L’infobésité 8,  entendue comme  la  nature  énorme  du  flux d’informations circulant dans les postes de commandement (PC) est une difficulté majeure pour les processus décisionnels. En effet, cette surcharge d’informations a pour conséquence le rajout de niveaux de synthèse et de tris, un ralentissement du cycle décisionnel et surtout une difficulté à exploiter convenablement le renseignement. Cela impliquerait possiblement un recours aux nouvelles techniques d’intelligence artificielle (IA) pour exploiter ce big data. Cet usage entraînera nécessairement, chez tous les protagonistes,  de nouvelles vulnérabilités.  Celles-ci permettront à l’aide de vecteurs comme le cyber, en profitant des médias de masse, de manipuler l’information jusqu’au niveau tactique, sous réserve de disposer de capacités d’action et de coordination cyber à ces niveaux.

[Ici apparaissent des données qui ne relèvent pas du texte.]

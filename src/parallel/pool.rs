//! Bounded pool: a fixed number of threads over contiguous row bands.

use std::num::NonZeroUsize;
use std::thread;

use super::{panicked, run_unit, RowKernel, SpawnGate};
use crate::error::{Error, Result};
use crate::matrix::{Element, Matrix};

/// Pool size matching the hardware, or 1 when it cannot be determined.
pub fn default_workers() -> usize {
    thread::available_parallelism()
        .map(NonZeroUsize::get)
        .unwrap_or(1)
}

/// Splits `rows` into at most `workers` contiguous bands and runs each band
/// on its own scoped thread.
///
/// Every band but the last holds `ceil(rows / workers)` rows. A worker stops
/// at the first failing row of its band.
///
/// `gate` is asked with the first row of each band before its thread starts.
pub(crate) fn run(
    a: &Matrix,
    b: &Matrix,
    rows: Vec<&mut [Element]>,
    kernel: RowKernel,
    workers: usize,
    gate: SpawnGate,
) -> Vec<Result<()>> {
    if rows.is_empty() {
        return Vec::new();
    }
    let workers = workers.clamp(1, rows.len());
    let band = (rows.len() + workers - 1) / workers;

    let mut bands: Vec<Vec<(usize, &mut [Element])>> = Vec::with_capacity(workers);
    for (i, row) in rows.into_iter().enumerate() {
        if i % band == 0 {
            bands.push(Vec::with_capacity(band));
        }
        if let Some(current) = bands.last_mut() {
            current.push((i, row));
        }
    }

    thread::scope(|s| {
        let mut handles = Vec::with_capacity(bands.len());
        let mut spawn_failure = None;
        for (w, rows) in bands.into_iter().enumerate() {
            let first = w * band;
            let spawned = gate(first).and_then(|()| {
                thread::Builder::new()
                    .name(format!("pmm-worker-{}", w))
                    .spawn_scoped(s, move || {
                        let mut outcomes = Vec::with_capacity(rows.len());
                        for (i, row) in rows {
                            let outcome = run_unit(kernel, a, b, i, row);
                            let failed = outcome.is_err();
                            outcomes.push(outcome);
                            if failed {
                                break;
                            }
                        }
                        outcomes
                    })
            });
            match spawned {
                Ok(handle) => handles.push((first, handle)),
                Err(e) => {
                    spawn_failure = Some(Error::Spawn {
                        row: first,
                        message: e.to_string(),
                    });
                    break;
                }
            }
        }

        // Unit panics are already caught by `run_unit`. A join error means the
        // worker failed between units, so it is charged to the band's first row.
        let mut outcomes = Vec::new();
        for (first, handle) in handles {
            match handle.join() {
                Ok(band_outcomes) => outcomes.extend(band_outcomes),
                Err(payload) => outcomes.push(Err(panicked(first, payload))),
            }
        }
        if let Some(err) = spawn_failure {
            outcomes.push(Err(err));
        }
        outcomes
    })
}
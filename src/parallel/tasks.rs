//! One rayon task per output row.

use rayon::prelude::*;

use super::{run_unit, RowKernel};
use crate::error::Result;
use crate::matrix::{Element, Matrix};

/// Schedules every row as its own task on the global rayon pool.
///
/// Rayon multiplexes the tasks onto its worker threads; the indexed
/// `collect` returns once every task has finished, with outcomes in row
/// order.
pub(crate) fn run(
    a: &Matrix,
    b: &Matrix,
    rows: Vec<&mut [Element]>,
    kernel: RowKernel,
) -> Vec<Result<()>> {
    rows.into_par_iter()
        .enumerate()
        .map(|(i, row)| run_unit(kernel, a, b, i, row))
        .collect()
}
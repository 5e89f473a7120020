//! Error types for matrix construction and multiplication.

use thiserror::Error;

#[derive(Debug, Clone, PartialEq, Eq, Error)]
pub enum Error {
    #[error("matrix dimension mismatch: A is {}x{}, B is {}x{}", .a.0, .a.1, .b.0, .b.1)]
    DimensionMismatch { a: (usize, usize), b: (usize, usize) },

    #[error("matrix of {rows}x{cols} cells does not fit in memory")]
    TooLarge { rows: usize, cols: usize },

    #[error("ragged matrix: row {row} has {found} columns, expected {expected}")]
    RaggedRow {
        row: usize,
        expected: usize,
        found: usize,
    },

    #[error("integer overflow computing C[{row}][{col}]")]
    Overflow { row: usize, col: usize },

    #[error("row unit {row} panicked: {message}")]
    RowPanicked { row: usize, message: String },

    #[error("could not start a thread for row {row}: {message}")]
    Spawn { row: usize, message: String },

    #[error("barrier released after {completed} of {expected} row units")]
    IncompleteBarrier { completed: usize, expected: usize },

    #[error("invalid argument: {0}")]
    InvalidArgument(String),
}

pub type Result<T> = std::result::Result<T, Error>;
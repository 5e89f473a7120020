use std::time::{Duration, Instant};

use tracing::info;
use tracing_subscriber::EnvFilter;

use pmm::config::{Config, Mode};
use pmm::{generator, Matrix, Multiplier, Strategy};

fn main() -> Result<(), Box<dyn std::error::Error>> {
    let filter = EnvFilter::try_from_default_env().unwrap_or_else(|_| EnvFilter::new("info"));
    tracing_subscriber::fmt().with_env_filter(filter).init();

    let config = Config::from_env()?;
    let mut rng = match config.seed {
        Some(seed) => generator::seeded_rng(seed),
        None => generator::time_seeded_rng(),
    };
    info!(size = config.size, mode = ?config.mode, seed = ?config.seed, "generating matrices");
    let a = generator::generate(config.size, config.size, &mut rng);
    let b = generator::generate(config.size, config.size, &mut rng);

    match config.mode {
        Mode::Single(strategy) => {
            let (c, elapsed) = timed(strategy, &a, &b)?;
            report(&c);
            println!("Time taken to multiply matrices ({}): {:?}", strategy, elapsed);
        }
        Mode::Compare => {
            let (seq, seq_time) = timed(Strategy::Sequential, &a, &b)?;
            let (par, par_time) = timed(Strategy::default(), &a, &b)?;
            if seq != par {
                return Err("parallel result differs from sequential result".into());
            }
            report(&par);
            println!("Sequential:  {:?}", seq_time);
            println!("Parallel:    {:?}", par_time);
            println!(
                "Speedup:     {:.2}x",
                seq_time.as_secs_f64() / par_time.as_secs_f64().max(f64::EPSILON)
            );
        }
    }

    Ok(())
}

fn timed(strategy: Strategy, a: &Matrix, b: &Matrix) -> pmm::Result<(Matrix, Duration)> {
    let start = Instant::now();
    let c = Multiplier::new(strategy).multiply(a, b)?;
    let elapsed = start.elapsed();
    info!(%strategy, ?elapsed, "multiplication finished");
    Ok((c, elapsed))
}

fn report(c: &Matrix) {
    if c.is_empty() {
        println!("{:?} (empty)", c.dim());
    } else {
        println!("{}", c.get(0, 0));
    }
}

Ces opportunités de mener des actions d’influence militaire au niveau tactique devraient être saisies. Certains moyens et modes d’actions comme le cyber, la GE, les leurres tactiques pourraient ainsi trouver, soit un renouveau, soit une utilisation nouvelle au sein de notre armée, pour peu que quelques moyens soient consentis.

 

3. Linfluence militaire créatrice de surprise et de sûreté grâce aux nouvelles technologie

31. En basse intensité, les chefs ennemis peuvent être intoxiqués par des actions de KLE

Pour  peu  que  la  SMI  l’autorise, l’intoxication de  chefs  ou personnages clés ennemis dans le cadre d’une manœuvre de déception tactique, reste possible à l’heure actuelle dans un conflit de basse intensité. Comme expliqué supra, une action de déception de ce genre ne devrait être décidée qu’après en avoir mesuré les conséquences potentielles sur les effets recherchés par l’influence sur le théâtre. Des actions de KLE auprès d’acteurs neutres sont un mode d’action envisageable pour influencer un chef ennemi. En effet, le caractère complexe des conflits contre- insurrectionnels, les liens entre les différents groupes humains sur les théâtres d’opérations, font que la porosité entre groupes alliés et ennemis est souvent importante. Annoncer une opération à un endroit particulier, à une date précise à un allié pourrait conduire à divulguer cette information à l’adversaire. La difficulté de ce mode d’action résiderait principalement dans la mesure de l’efficacité de l’action et dans le ciblage des autorités alliées ou neutres à influencer. Pour être efficaces, ces actions de désinformation/ intoxication par KLE devraient idéalement être complétées par d’autres vecteurs, comme des opérations de Lutte Informatique Offensives (LIO) et même des actions de déception par le CIMIC.

 

32. Le domaine cyber est un champ propice aux manœuvres d’intoxication au niveau tactique

Les  actions dans le  milieu cybernétique présentent des opportunités intéressantes pour mener des opérations de déception, en particulier de simulation et d’intoxication. En effet, par le vecteur cyber, l’adversaire ne se doute pas de l’origine de la manœuvre, car il y a «l’inattribution des attaques »9. Ainsi, les actions de LIO pourraient techniquement diffuser en grand nombre de fausses informations pour tromper l’ennemi, via des réseaux sociaux par exemple. L’IA en elle-même, utilisée par l’ennemi pour gérer son flux d’informations, présente une grande vulnérabilité au Cyber : leurrer les données d’entrée, comme le processus d’apprentissage, reste techniquement faisable.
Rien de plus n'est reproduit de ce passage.